Raised area sso...Concave area 160.560...Notch to indicate direction of use, etc. Patent applicant: Fuji Photo Film Co., Ltd. Engraving of the drawing (no change in content) Figure 1 II 2 Figure 113 ;4) 230 Procedural amendment dated March 9, 1927, Mr. Commissioner of the Japan Patent Office 1, Indication of the case, 1920 patent application No. 117u4A 2,
Title of the invention Ion activity measuring device 3, relationship with the case of the person making the amendment Patent applicant Location 210 Nakanuma, Minamiashigara City, Kanagawa Prefecture Name (52)

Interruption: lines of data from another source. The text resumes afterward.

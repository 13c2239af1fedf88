//! APDU framing and transport primitives for secure elements
//!
//! This crate provides the byte-level building blocks used to talk to a
//! tamper-resistant secure element over a command/response transport:
//!
//! - Byte utilities: hex decoding, 32-byte chunk reordering and BER-TLV lengths
//! - Creating APDU commands in short or extended length form
//! - Splitting responses into payload and status word
//! - The [`CardTransport`] trait consumed by higher protocol layers
#![cfg_attr(not(test), warn(unused_crate_dependencies))]
#![forbid(unsafe_code)]
#![warn(missing_docs, rustdoc::missing_crate_level_docs)]

// Re-export bytes for convenience
pub use bytes::{Bytes, BytesMut};

pub mod command;
pub mod error;
pub mod response;
pub mod transport;
pub mod utils;

pub use command::{ApduCommand, ExpectedLength};
pub use error::{FormatError, TransportError};
pub use response::Response;
pub use response::status::StatusWord;
pub use transport::{CardTransport, Technology, TechnologyOptions};
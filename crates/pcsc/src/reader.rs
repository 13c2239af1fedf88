//! Reader representation for PC/SC devices

use pcsc::{ReaderState, State};

/// Representation of a PC/SC card reader
#[derive(Debug, Clone, PartialEq, Eq)]
pub struct PcscReader {
    /// Name of the reader
    name: String,

    /// Whether a card is present
    has_card: bool,

    /// Answer To Reset of the card (if present)
    atr: Option<Vec<u8>>,
}

impl PcscReader {
    /// Create a new reader
    pub const fn new(name: String, has_card: bool, atr: Option<Vec<u8>>) -> Self {
        Self {
            name,
            has_card,
            atr,
        }
    }

    /// Get the reader name
    pub fn name(&self) -> &str {
        &self.name
    }

    /// Check if a card is present in the reader
    pub const fn has_card(&self) -> bool {
        self.has_card
    }

    /// Get the ATR of the card if present
    pub fn atr(&self) -> Option<&[u8]> {
        self.atr.as_deref()
    }

    /// Create a reader from a reader state
    pub(crate) fn from_reader_state(reader_state: &ReaderState) -> Self {
        let has_card = reader_state.event_state().contains(State::PRESENT)
            && !reader_state.event_state().contains(State::EMPTY);

        let atr = has_card.then(|| reader_state.atr().to_vec());

        Self {
            name: reader_state.name().to_string_lossy().into_owned(),
            has_card,
            atr,
        }
    }
}

/// Pick the reader to connect to
///
/// A named reader must be present. Without a name the first reader holding a
/// card is used.
pub(crate) fn select_reader<'a>(
    readers: &'a [PcscReader],
    preferred: Option<&str>,
) -> Option<&'a PcscReader> {
    match preferred {
        Some(name) => readers.iter().find(|reader| reader.name() == name),
        None => readers.iter().find(|reader| reader.has_card()),
    }
}
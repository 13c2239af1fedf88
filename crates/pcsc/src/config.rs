//! Configuration options for PC/SC transport

use pcsc::{Protocols as PcscProtocols, ShareMode as PcscShareMode};

/// Sharing mode for card connections
#[derive(Debug, Clone, Copy, PartialEq, Eq)]
pub enum ShareMode {
    /// Exclusive access to the card
    Exclusive,
    /// Shared access to the card (default)
    Shared,
    /// Direct connection to the reader
    Direct,
}

impl From<ShareMode> for PcscShareMode {
    fn from(mode: ShareMode) -> Self {
        match mode {
            ShareMode::Exclusive => Self::Exclusive,
            ShareMode::Shared => Self::Shared,
            ShareMode::Direct => Self::Direct,
        }
    }
}

/// Configuration options for PC/SC transport
#[derive(Debug, Clone)]
pub struct PcscConfig {
    /// Sharing mode for card connections
    pub share_mode: ShareMode,

    /// Preferred protocols for card communication
    pub protocols: PcscProtocols,

    /// Reader to use; the first reader holding a card otherwise
    pub reader: Option<String>,
}

impl Default for PcscConfig {
    fn default() -> Self {
        Self {
            share_mode: ShareMode::Shared,
            protocols: PcscProtocols::ANY,
            reader: None,
        }
    }
}

impl PcscConfig {
    /// Create a new default configuration
    pub fn new() -> Self {
        Self::default()
    }

    /// Set the sharing mode
    pub fn with_share_mode(mut self, mode: ShareMode) -> Self {
        self.share_mode = mode;
        self
    }

    /// Set the preferred protocols
    pub fn with_protocols(mut self, protocols: PcscProtocols) -> Self {
        self.protocols = protocols;
        self
    }

    /// Use the named reader
    pub fn with_reader(mut self, reader: impl Into<String>) -> Self {
        self.reader = Some(reader.into());
        self
    }
}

0) Fuji Photo Vilm Co., Ltd. Telephone (406) 2537
'〜°−' 4. Subject of amendment Drawing 5. Details of amendment We will submit an engraving of the drawing (no changes to the content). Procedural amendment (method) Showa! New year! Mr. Commissioner of the Japan Patent Office, 1, Indication of the case, 1920 Showa JR Patent Application No. 7, Department No. 2, Invention 1, Ion activity measuring device 3, Relationship with the amended person case, Patent applicant 4, Date of amendment order Showa! January ≠ 85, we will submit a revised version of the amended specification 6 (no changes to the content).

Claims (4)

[Claims] (1) (a) Lower support frame, (b) Arranged above the support frame! a plurality of ion-selective electrode pairs, each of which includes a first and a second ion-selective electrode;
Although the ion-selective electrodes are of the same type, each set is of a different type. (c) a water-impermeable member layer having one through hole at a position corresponding to each of the electrodes; a first porous liquid distribution member disposed over the first electrode and a second porous liquid distribution member disposed over the second electrode of each set;
a liquid distribution member, (e) having independent first and first liquid storage tanks at the lower part capable of respectively accommodating the two liquid distribution members, and having at least one of the liquid storage tanks at a position corresponding to each of the electrodes; an upper portion having a hole penetrating the liquid reservoir, and a porous bridge provided between one through hole corresponding to the first and second electrodes of the seven electrode pairs; In an ion activity measuring instrument having a frame, twelve through-holes corresponding to the first and second electrodes of one pair of electrodes among the through-holes are respectively set to supply a liquid, and the remaining An ion activity quantification device characterized in that a porous hole is provided between two of the through holes corresponding to the first and first electrodes of one pair of electrodes. (2) The ion activity measuring device according to claim 1, wherein the porous bridge is a twisted yarn made of fibers. (3) Around the two liquid supply holes, the upper frame has a raised region whose thickness increases toward the upper side, and the porous bridge is formed in a recessed region toward the lower side of the upper frame. The ion activity measuring instrument according to claim 1 or 2, wherein the ion activity measuring instrument is arranged. (4) The water-impermeable member layer is coated with adhesive on both surfaces.
the lower adhesive layer adheres to the top layer of each electrode around the through-hole of the water-impermeable material layer, and the upper adhesive layer adheres around the two liquid storage layers. The ion activity measuring instrument according to claim 1, which is adhered to the lower surface of the upper frame.